## Aim of the exercise
Could you filter the data below down to the lines that hold the word "discovery"?

## Given data
impl VisionExtractor {
    /// Build an extractor around any transport. The throttle is owned by
    /// this instance; share the extractor (not the config) to share the
    /// bound.
    pub fn new(client: Arc<dyn GenerativeClient>, config: VisionConfig) -> Self {
        let permits = config.max_concurrent_requests.max(1);
        Self {
            client,
            config,
            throttle: Arc::new(Semaphore::new(permits)),
        }
    }

    /// Production extractor configured from the environment.
    pub fn from_env() -> Self {
        let config = VisionConfig::from_env();
        let client = GeminiClient::with_options(
            config.api_key.clone().unwrap_or_default(),
            &config.base_url,
            config.attempt_timeout_secs,
        );
        Self::new(Arc::new(client), config)
    }

    // ──────────────────────────────────────────────
    // Operations
    // ──────────────────────────────────────────────

    /// Structured field extraction over label images.
    ///
    /// `Ok(None)` when disabled or called without images; a missing API
    /// key is a configuration error because the caller explicitly asked
    /// for the AI path.
    pub async fn extract_fields(
        &self,
        images: &[Vec<u8>],
    ) -> Result<Option<VisionExtraction>, VisionError> {
        self.extract_fields_as_of(images, today()).await
    }

    pub async fn extract_fields_as_of(
        &self,
        images: &[Vec<u8>],
        today: NaiveDate,
    ) -> Result<Option<VisionExtraction>, VisionError> {
        if !self.config.enabled || images.is_empty() {
            return Ok(None);
        }
        self.require_api_key()?;

        let request = self.build_request(prompt::FIELD_EXTRACTION_PROMPT, images, true);
        let Some(body) = self.generate_with_fallback(&request, true).await? else {
            return Ok(None);
        };
        let Some(reply) = parser::extract_reply_text(&body) else {
            return Ok(None);
        };
        let Some(fields) = parser::parse_vision_fields(parser::strip_code_fence(&reply)) else {
            return Ok(None);
        };

        Ok(Some(self.assemble_extraction(&fields, today)))
    }

    /// Best-effort refinement of a baseline extraction. Transient and
    /// malformed-reply failures fold into `Ok(None)`; configuration
    /// errors still propagate.
    pub async fn refine(
        &self,
        raw_text: &str,
        images: &[Vec<u8>],
        baseline: &ScanExtraction,
    ) -> Result<Option<ScanExtraction>, VisionError> {
        self.refine_as_of(raw_text, images, baseline, today()).await
    }

    pub async fn refine_as_of(
        &self,
        raw_text: &str,
        images: &[Vec<u8>],
        baseline: &ScanExtraction,
        today: NaiveDate,
    ) -> Result<Option<ScanExtraction>, VisionError> {
        if !self.config.enabled || images.is_empty() {
            return Ok(None);
        }
        self.require_api_key()?;

        let request =
            self.build_request(&prompt::build_refine_prompt(raw_text, baseline), images, true);
        let Some(body) = self.generate_with_fallback(&request, false).await? else {
            return Ok(None);
        };
        let Some(reply) = parser::extract_reply_text(&body) else {
            return Ok(None);
        };
        let Some(fields) = parser::parse_vision_fields(parser::strip_code_fence(&reply)) else {
            return Ok(None);
        };

        Ok(Some(self.refine_over_baseline(&fields, baseline, today)))
    }

    /// Read the raw label text out of the images. Mandatory: image-only
    /// scans have no other text source.
    pub async fn extract_text(&self, images: &[Vec<u8>]) -> Result<Option<String>, VisionError> {
        if !self.config.enabled || images.is_empty() {
            return Ok(None);
        }
        self.require_api_key()?;

        let request = self.build_request(prompt::TEXT_ONLY_PROMPT, images, false);
        let Some(body) = self.generate_with_fallback(&request, true).await? else {
            return Ok(None);
        };
        Ok(parser::extract_reply_text(&body))
    }

    /// Image-only classification for the degraded path. Swallows every
    /// failure, including missing credentials.
    pub async fn classify_image(&self, image: &[u8]) -> Option<ProductGuess> {
        if !self.config.enabled || image.is_empty() {
            return None;
        }
        self.config.api_key.as_ref().filter(|k| !k.trim().is_empty())?;

        let request = self.build_request(prompt::CLASSIFY_PROMPT, &[image.to_vec()], true);
        let body = self.generate_with_fallback(&request, false).await.ok()??;
        let reply = parser::extract_reply_text(&body)?;
        let doc: serde_json::Value =
            serde_json::from_str(parser::strip_code_fence(&reply)).ok()?;

        let product_name = doc.get("productName")?.as_str()?.trim().to_string();
        if product_name.is_empty() || product_name == UNKNOWN_PRODUCT {
            return None;
        }
        let category_name = doc
            .get("categoryName")
            .and_then(|c| c.as_str())
            .map(str::trim)
            .filter(|c| !c.is_empty())
            .unwrap_or(GENERAL_CATEGORY)
            .to_string();

        Some(ProductGuess {
            product_name,
            category_name,
        })
    }

    // ──────────────────────────────────────────────
    // Assembly
    // ──────────────────────────────────────────────

    fn assemble_extraction(&self, fields: &VisionFields, today: NaiveDate) -> VisionExtraction {
        let detected_names =
            parser::normalize_detected_names(&fields.detected_items, fields.product_name.as_deref());

        let mut product_name = fields
            .product_name
            .as_deref()
            .map(str::trim)
            .filter(|n| !n.is_empty())
            .unwrap_or(UNKNOWN_PRODUCT)
            .to_string();
        if product_name == UNKNOWN_PRODUCT {
            if let Some(first) = detected_names.first() {
                product_name = first.clone();
            }
        }

        let mut category_name = fields
            .category_name
            .as_deref()
            .map(str::trim)
            .filter(|c| !c.is_empty())
            .unwrap_or(GENERAL_CATEGORY)
            .to_string();
        if category_name == GENERAL_CATEGORY && !detected_names.is_empty() {
            category_name = parser::infer_category_from_items(&detected_names).to_string();
        }

        let manufacturing = fields.manufacturing_date.as_deref().and_then(dates::parse);

        let mut resolved_expiry = fields.expiry_date.as_deref().and_then(dates::parse);
        if resolved_expiry.is_none() {
            resolved_expiry = derive_from_structured_best_before(
                manufacturing,
                fields.best_before_value,
                fields.best_before_unit.as_deref(),
                fields.expiry_date.as_deref(),
                today,
            );
        }
        if resolved_expiry.is_none() {
            if let Some(text) = &fields.best_before_text {
                resolved_expiry = derive_from_best_before_text(text, manufacturing, today);
            }
        }

        let expiry_date = resolved_expiry.unwrap_or_else(|| {
            shelf_life::fallback_expiry_as_of(&category_name, Some(&product_name), today)
        });

        let is_low_confidence = fields
            .confidence
            .as_deref()
            .is_some_and(|c| c.eq_ignore_ascii_case("low"))
            || resolved_expiry.is_none();

        let (confidence_score, field_confidence, needs_human_review) = compute_vision_confidence(
            fields.confidence.as_deref(),
            fields.field_confidence.as_ref(),
            resolved_expiry.is_some(),
            product_name != UNKNOWN_PRODUCT,
            detected_names.len(),
        );

        tracing::debug!(
            product = %product_name,
            category = %category_name,
            score = confidence_score,
            items = detected_names.len(),
            "vision extraction assembled"
        );

        let scan = ScanExtraction {
            product_name,
            manufacturing_date: manufacturing,
            expiry_date,
            days_left_to_expire: days_until(expiry_date, today),
            category_name,
            is_low_confidence,
            product_candidates: detected_names,
            confidence_score,
            field_confidence,
            needs_human_review,
        };

        let items = per_item_details(fields, today);
        VisionExtraction { scan, items }
    }

    fn refine_over_baseline(
        &self,
        fields: &VisionFields,
        baseline: &ScanExtraction,
        today: NaiveDate,
    ) -> ScanExtraction {
        let detected_names =
            parser::normalize_detected_names(&fields.detected_items, fields.product_name.as_deref());

        let mut product_name = fields
            .product_name
            .as_deref()
            .map(str::trim)
            .filter(|n| !n.is_empty())
            .unwrap_or(&baseline.product_name)
            .to_string();
        if (product_name.is_empty() || product_name == UNKNOWN_PRODUCT)
            && !detected_names.is_empty()
        {
            product_name = detected_names[0].clone();
        }

        let mut category_name = fields
            .category_name
            .as_deref()
            .map(str::trim)
            .filter(|c| !c.is_empty())
            .unwrap_or(&baseline.category_name)
            .to_string();
        if (category_name.is_empty() || category_name == GENERAL_CATEGORY)
            && !detected_names.is_empty()
        {
            category_name = parser::infer_category_from_items(&detected_names).to_string();
        }

        let manufacturing = fields
            .manufacturing_date
            .as_deref()
            .and_then(dates::parse)
            .or(baseline.manufacturing_date);
        let expiry_date = fields
            .expiry_date
            .as_deref()
            .and_then(dates::parse)
            .unwrap_or(baseline.expiry_date);

        let is_low_confidence = fields
            .confidence
            .as_deref()
            .is_some_and(|c| c.eq_ignore_ascii_case("low"))
            || (product_name == UNKNOWN_PRODUCT && category_name == GENERAL_CATEGORY);

        // The baseline always supplies an expiry, so the refined result
        // scores with expiry evidence present.
        let (confidence_score, field_confidence, needs_human_review) = compute_vision_confidence(
            fields.confidence.as_deref(),
            fields.field_confidence.as_ref(),
            true,
            product_name != UNKNOWN_PRODUCT,
            detected_names.len(),
        );

        let product_candidates = merge_candidates(&baseline.product_candidates, &detected_names);

        ScanExtraction {
            product_name,
            manufacturing_date: manufacturing,
            expiry_date,
            days_left_to_expire: days_until(expiry_date, today),
            category_name,
            is_low_confidence,
            product_candidates,
            confidence_score,
            field_confidence,
            needs_human_review,
        }
    }

    // ──────────────────────────────────────────────
    // Plumbing
    // ──────────────────────────────────────────────

    fn require_api_key(&self) -> Result<(), VisionError> {
        match &self.config.api_key {
            Some(key) if !key.trim().is_empty() => Ok(()),
            _ => Err(VisionError::MissingApiKey),
        }
    }

    fn build_request(
        &self,
        prompt_text: &str,
        images: &[Vec<u8>],
        json_reply: bool,
    ) -> GenerateContentRequest {
        let mut parts = vec![Part::text(prompt_text)];
        for image in images.iter().take(MAX_IMAGES_PER_REQUEST) {
            parts.push(Part::jpeg(image));
        }
        GenerateContentRequest::user_turn(parts, json_reply)
    }

    /// The model ladder: preferred override, hardcoded flash models,
    /// then whatever discovery adds. Discovery failure just means no
    /// additional models.
    async fn candidate_models(&self) -> Vec<String> {
        let mut models: Vec<String> = Vec::new();
        if let Some(preferred) = &self.config.preferred_model {
            models.push(preferred.clone());
        }
        models.extend(FALLBACK_MODELS.iter().map(|m| m.to_string()));

        match self.client.list_models().await {
            Ok(discovered) => models.extend(discovered),
            Err(error) => {
                tracing::debug!(%error, "model discovery failed; using static ladder only");
            }
        }

        let mut seen: Vec<String> = Vec::new();
        models.retain(|m| {
            let lower = m.to_ascii_lowercase();
            if seen.contains(&lower) {
                false
            } else {
                seen.push(lower);
                true
            }
        });
        models
    }

    /// Try each candidate model until one answers. On exhaustion,
    /// mandatory calls raise [`VisionError::AllModelsFailed`];
    /// best-effort calls resolve to `Ok(None)`.
    async fn generate_with_fallback(
        &self,
        request: &GenerateContentRequest,
        mandatory: bool,
    ) -> Result<Option<String>, VisionError> {
        let _permit = self
            .throttle
            .acquire()
            .await
            .expect("vision throttle semaphore closed");

        let models = self.candidate_models().await;
        let mut attempts: Vec<String> = Vec::new();

        for model in &models {
            let start = std::time::Instant::now();
            match self.client.generate(model, request).await {
                Ok(body) => {
                    tracing::debug!(
                        model = %model,
                        elapsed_ms = %start.elapsed().as_millis(),
                        "generation succeeded"
                    );
                    return Ok(Some(body));
                }
                Err(error) => {
                    tracing::warn!(model = %model, %error, "generation attempt failed");
                    attempts.push(format!("{model}: {error}"));
                }
            }
        }

        if mandatory {
            Err(VisionError::AllModelsFailed {
                attempts: attempts.join(" | "),
            })
        } else {
            Ok(None)
        }
    }
}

## Problem solution
    /// then whatever discovery adds. Discovery failure just means no
                tracing::debug!(%error, "model discovery failed; using static ladder only");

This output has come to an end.